Autonomous Vehicles - Driving the future of commercial fleets?
With the excitement around driverless vehicles growing daily, should the fleet industry welcome the new opportunities the technology offers with open arms? Or adopt a more cautious approach?
Nissan, Mercedes-Benz, and Google all hope to have fully autonomous vehicles on the road by 2020. Ford says it will deliver a high-volume vehicle for ride-sharing by 2021. As the driverless era grows closer, the fleet industry is considering its reaction.
Some fleet managers are hesitant to be early adopters of AVs. Whilst features like automatic braking can increase passenger safety, others where the vehicle primarily drives itself but could require input from the human driver, seem risky. The driver could be too distracted to provide the instant reaction needed to avoid a crash. And in case of an accident, who or what will be considered at fault?

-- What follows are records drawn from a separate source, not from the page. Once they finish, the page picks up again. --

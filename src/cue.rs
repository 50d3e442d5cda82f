//! The [`Cue`] record type and the in-place mutation handle buckets and
//! the [`crate::axis::Axis`] share for it.

use std::cell::RefCell;
use std::rc::Rc;

use crate::interval::Interval;

#[cfg(feature = "serde")]
use serde::{Deserialize, Serialize};

/// A keyed record associated with an optional interval and optional
/// payload. A cue with both fields absent is a tombstone and is never
/// actually stored — [`crate::axis::Axis::update`] treats it as a delete.
#[derive(Debug, Clone, PartialEq)]
#[cfg_attr(feature = "serde", derive(Serialize, Deserialize))]
pub struct Cue<K, V> {
    pub key: K,
    pub interval: Option<Interval>,
    pub data: Option<V>,
}

impl<K, V> Cue<K, V> {
    pub fn new(key: K, interval: Option<Interval>, data: Option<V>) -> Self {
        Self {
            key,
            interval,
            data,
        }
    }

    /// A cue with neither an interval nor data is a delete request.
    pub fn is_tombstone(&self) -> bool {
        self.interval.is_none() && self.data.is_none()
    }
}

/// A shared, mutable handle to a stored cue.
///
/// Single-threaded per spec: `Rc<RefCell<_>>` rather than `Arc<Mutex<_>>`.
/// Every [`crate::bucket::CueBucket`] that indexes a cue's endpoints holds
/// a clone of this same handle, so a `REPLACE` mutation made through the
/// [`crate::axis::Axis`]'s cue map is visible to every bucket without
/// reinsertion — and, per spec's documented hazard, to any consumer that
/// kept a cloned handle from a previous `change` batch.
pub type CueHandle<K, V> = Rc<RefCell<Cue<K, V>>>;

/// One independent component of a cue's composite delta: did its interval
/// (or data) get inserted, replaced, deleted, or left untouched by an
/// `update` call.
#[derive(Debug, Clone, Copy, PartialEq, Eq, Default)]
#[cfg_attr(feature = "serde", derive(Serialize, Deserialize))]
pub enum Delta {
    #[default]
    Noop,
    Insert,
    Replace,
    Delete,
}

/// The composite delta for a single cue within an `update` batch.
#[derive(Debug, Clone, Copy, PartialEq, Eq, Default)]
#[cfg_attr(feature = "serde", derive(Serialize, Deserialize))]
pub struct CueDelta {
    pub interval: Delta,
    pub data: Delta,
}

impl CueDelta {
    pub fn is_noop(&self) -> bool {
        self.interval == Delta::Noop && self.data == Delta::Noop
    }
}

/// One entry of an `update` batch's result map: the cue's state before and
/// after the call, plus the delta that produced the transition.
#[derive(Debug, Clone, PartialEq)]
#[cfg_attr(feature = "serde", derive(Serialize, Deserialize))]
pub struct BatchEntry<K, V> {
    pub new: Option<Cue<K, V>>,
    pub old: Option<Cue<K, V>>,
    pub delta: CueDelta,
}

Others expressed caution but appreciated possible safety and productivity benefits. Fleets will be able to capitalize through the reduction of accidents - which may decrease future consumer demand for auto insurance products - while drivers can be removed from the task of driving, and could then complete other tasks, while in transit or commuting.
Fleet managers seem divided since the future isn't as clear-cut.
And whilst Hollywood, in films like Logan, sometimes presents a dystopian vision of the driverless vehicle at the forefront of product delivery, industry insiders are confident that by optimizing vehicle routing and operation delivery, driverless fleets will be a massive source of future revenue.
Insurance and safety regulations will naturally pose big questions. For example what type of training will drivers need before driving an autonomous vehicle? Determining the at-fault party for accidents involving a driver and self-driving vehicle will pose interesting challenges for the insurance industry.
With public perception remaining a major driver of the pace of change for fleet managers, the implementation of driverless technology may ultimately come down to the speed at which the general public accepts it. Age remains a factor, with a younger demographic open to change, but a majority still have concerns. High-profile negative incidents for early adopters could slow things drastically. But every forward-thinking fleet manager would agree that this game-changing technology cannot be ignored.
1. Fleet Financials, Will Commercial Fleets Embrace Autonomous Vehicles?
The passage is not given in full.